* **Problem to work on**:
Please say how many lines in the material include the string "Clone", and nothing else.

* **Excerpted records**:
────
use serde::{Deserialize, Serialize};
use std::fmt;

use crate::core::error::InvalidSequenceError;
use crate::core::kmer::encode_base;

/// Longest tag that gets a packed 2-bit representation
pub const MAX_PACKED_LENGTH: usize = 255;

/// Bases stored per packed `u64` word
const BASES_PER_WORD: usize = 32;

/// Check that every byte is an uppercase nucleotide.
///
/// # Errors
///
/// Returns `InvalidSequenceError` for the first byte outside {A,C,G,T}.
pub fn validate_nucleotides(seq: &[u8]) -> Result<(), InvalidSequenceError> {
    match seq.iter().position(|&b| encode_base(b).is_none()) {
        Some(position) => Err(InvalidSequenceError::new(seq[position], position)),
        None => Ok(()),
    }
}

/// An immutable nucleotide sequence over {A,C,G,T}.
///
/// Equality, hashing and ordering are by content.
#[derive(Debug, Clone, PartialEq, Eq, Hash, PartialOrd, Ord, Serialize, Deserialize)]
#[serde(try_from = "String", into = "String")]
pub struct Tag(Box<[u8]>);

impl Tag {
    /// Build a tag from uppercase nucleotides.
    ///
    /// # Errors
    ///
    /// Returns `InvalidSequenceError` if any symbol is outside {A,C,G,T}.
    pub fn new(seq: impl AsRef<[u8]>) -> Result<Self, InvalidSequenceError> {
        let seq = seq.as_ref();
        validate_nucleotides(seq)?;
        Ok(Self(seq.into()))
    }

    #[must_use]
    pub fn as_bytes(&self) -> &[u8] {
        &self.0
    }

    #[must_use]
    pub fn as_str(&self) -> &str {
        // Validated as ASCII nucleotides on construction
        std::str::from_utf8(&self.0).unwrap_or_default()
    }

    #[must_use]
    pub fn len(&self) -> usize {
        self.0.len()
    }

    #[must_use]
    pub fn is_empty(&self) -> bool {
        self.0.is_empty()
    }

    /// Packed 2-bit representation, or `None` above [`MAX_PACKED_LENGTH`]
    #[must_use]
    pub fn packed(&self) -> Option<PackedTag> {
        PackedTag::pack(self)
    }
}

impl AsRef<[u8]> for Tag {
    fn as_ref(&self) -> &[u8] {
        &self.0
    }
}

impl fmt::Display for Tag {
    fn fmt(&self, f: &mut fmt::Formatter<'_>) -> fmt::Result {
        f.write_str(self.as_str())
    }
}

impl std::str::FromStr for Tag {
    type Err = InvalidSequenceError;

    fn from_str(s: &str) -> Result<Self, Self::Err> {
        Self::new(s)
    }
}

impl TryFrom<String> for Tag {
    type Error = InvalidSequenceError;

    fn try_from(s: String) -> Result<Self, Self::Error> {
        Self::new(s)
    }
}

impl From<Tag> for String {
    fn from(tag: Tag) -> Self {
        tag.as_str().to_string()
    }
}

/// 2-bit-per-base encoding of a short tag, 32 bases per word, first base in
/// the most significant bits of the first word.
#[derive(Debug, Clone, PartialEq, Eq, Hash)]
pub struct PackedTag {
    words: Vec<u64>,
    len: u8,
}

impl PackedTag {
    fn pack(tag: &Tag) -> Option<Self> {
        let len = u8::try_from(tag.len()).ok()?;
        let words = tag
            .as_bytes()
            .chunks(BASES_PER_WORD)
            .map(|chunk| {
                let word = chunk.iter().fold(0u64, |word, &b| {
                    (word << 2) | u64::from(encode_base(b).unwrap_or(0))
                });
                // Left-align a partial final word
                word << (2 * (BASES_PER_WORD - chunk.len()))
            })
            .collect();
        Some(Self { words, len })
    }

    #[must_use]
    pub fn words(&self) -> &[u64] {
        &self.words
    }

    #[must_use]
    pub fn len(&self) -> usize {
        usize::from(self.len)
    }

    #[must_use]
    pub fn is_empty(&self) -> bool {
        self.len == 0
    }

    /// Decode back into a tag
    #[must_use]
    pub fn unpack(&self) -> Tag {
        let seq: Vec<u8> = (0..self.len())
            .map(|i| {
                let word = self.words[i / BASES_PER_WORD];
                let shift = 2 * (BASES_PER_WORD - 1 - i % BASES_PER_WORD);
                #[allow(clippy::cast_possible_truncation)] // masked to 2 bits
                let code = ((word >> shift) & 3) as u8;
                crate::core::kmer::decode_base(code)
            })
            .collect();
        Tag(seq.into_boxed_slice())
    }
}

#[cfg(test)]
mod tests {
    use super::*;

    #[test]
    fn test_tag_new_valid() {
        let tag = Tag::new("ACGTACGT").unwrap();
        assert_eq!(tag.len(), 8);
        assert_eq!(tag.as_str(), "ACGTACGT");
        assert_eq!(tag.to_string(), "ACGTACGT");
    }

    #[test]
    fn test_tag_rejects_invalid_symbol() {
        let err = Tag::new("ACGNT").unwrap_err();
        assert_eq!(err.symbol, 'N');
        assert_eq!(err.position, 3);
    }

    #[test]
    fn test_tag_rejects_lowercase() {
        assert!(Tag::new("acgt").is_err());
    }

    #[test]
    fn test_tag_value_equality() {
        let a = Tag::new("AACCGGTT").unwrap();
        let b: Tag = "AACCGGTT".parse().unwrap();
        assert_eq!(a, b);

        let mut set = std::collections::HashSet::new();
        set.insert(a);
        assert!(set.contains(&b));
    }

    #[test]
    fn test_packed_roundtrip_across_word_boundary() {
        let seq = "ACGTTGCAACGTTGCAACGTTGCAACGTTGCAGGT"; // 35 bases
        let tag = Tag::new(seq).unwrap();
        let packed = tag.packed().unwrap();
        assert_eq!(packed.len(), 35);
        assert_eq!(packed.words().len(), 2);
        assert_eq!(packed.unpack(), tag);
    }

    #[test]
    fn test_packed_none_for_long_tag() {
        let tag = Tag::new("A".repeat(MAX_PACKED_LENGTH + 1)).unwrap();
        assert!(tag.packed().is_none());
        let tag = Tag::new("A".repeat(MAX_PACKED_LENGTH)).unwrap();
        assert!(tag.packed().is_some());
    }

    #[test]
    fn test_tag_serde_as_string() {
        let tag = Tag::new("GATTACA").unwrap();
        let json = serde_json::to_string(&tag).unwrap();
        assert_eq!(json, "\"GATTACA\"");
        let back: Tag = serde_json::from_str(&json).unwrap();
        assert_eq!(back, tag);
        assert!(serde_json::from_str::<Tag>("\"GATXACA\"").is_err());
    }
}
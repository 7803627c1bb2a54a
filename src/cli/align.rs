//! Align command - Smith-Waterman local alignment of two sequences.

use clap::Args;

use crate::align::{levenshtein_distance, AlignmentResult, ScoringScheme, SmithWaterman};
use crate::cli::OutputFormat;

/// Arguments for the align command
#[derive(Args)]
pub struct AlignArgs {
    /// First sequence (rows); A, C, G, T, with N or X for masked bases
    #[arg(required = true)]
    pub seq_a: String,

    /// Second sequence (columns)
    #[arg(required = true)]
    pub seq_b: String,

    /// Score added for each identical column
    #[arg(long, default_value = "2")]
    pub match_reward: i32,

    /// Score subtracted for each mismatched column
    #[arg(long, default_value = "2")]
    pub mismatch_penalty: i32,

    /// Score subtracted for each gap column
    #[arg(long, default_value = "1")]
    pub gap_cost: i32,
}

/// Execute the align command
///
/// # Errors
///
/// Returns an error if the scoring scheme is invalid or either sequence holds
/// a symbol the aligner does not accept.
#[allow(clippy::needless_pass_by_value)]
pub fn run(args: AlignArgs, format: OutputFormat, verbose: bool) -> anyhow::Result<()> {
    let scheme = ScoringScheme::new(args.match_reward, args.mismatch_penalty, args.gap_cost)?;
    if verbose {
        eprintln!(
            "Scoring: match +{}, mismatch -{}, gap -{}",
            scheme.match_reward(),
            scheme.mismatch_penalty(),
            scheme.gap_cost()
        );
    }

    let seq_a = args.seq_a.to_ascii_uppercase();
    let seq_b = args.seq_b.to_ascii_uppercase();

    let mut aligner = SmithWaterman::with_scoring_scheme(scheme);
    aligner
        .load_sequences(seq_a.as_bytes(), seq_b.as_bytes())
        .map_err(|e| anyhow::anyhow!("Cannot align sequences: {e}"))?;
    let alignment = aligner.alignment()?;
    let edit_distance = levenshtein_distance(seq_a.as_bytes(), seq_b.as_bytes());

    match format {
        OutputFormat::Text => print_text_result(&alignment, edit_distance),
        OutputFormat::Json => print_json_result(&alignment, edit_distance)?,
        OutputFormat::Tsv => print_tsv_result(&alignment, edit_distance),
    }

    Ok(())
}

fn print_text_result(alignment: &AlignmentResult, edit_distance: usize) {
    println!("{alignment}");
    println!(
        "Offsets: A {}..{}, B {}..{}",
        alignment.row_start, alignment.row_end, alignment.col_start, alignment.col_end
    );
    println!(
        "Identity: {}/{} columns",
        alignment.identities(),
        alignment.columns()
    );
    println!("Edit distance: {edit_distance}");
}

fn print_json_result(alignment: &AlignmentResult, edit_distance: usize) -> anyhow::Result<()> {
    let output = serde_json::json!({
        "alignment": alignment,
        "columns": alignment.columns(),
        "identities": alignment.identities(),
        "edit_distance": edit_distance,
    });
    println!("{}", serde_json::to_string_pretty(&output)?);
    Ok(())
}

fn print_tsv_result(alignment: &AlignmentResult, edit_distance: usize) {
    println!("score\trow_start\tcol_start\trow_end\tcol_end\tcolumns\tidentities\tedit_distance");
    println!(
        "{}\t{}\t{}\t{}\t{}\t{}\t{}\t{}",
        alignment.score,
        alignment.row_start,
        alignment.col_start,
        alignment.row_end,
        alignment.col_end,
        alignment.columns(),
        alignment.identities(),
        edit_distance
    );
}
────
* **The completed task**:
2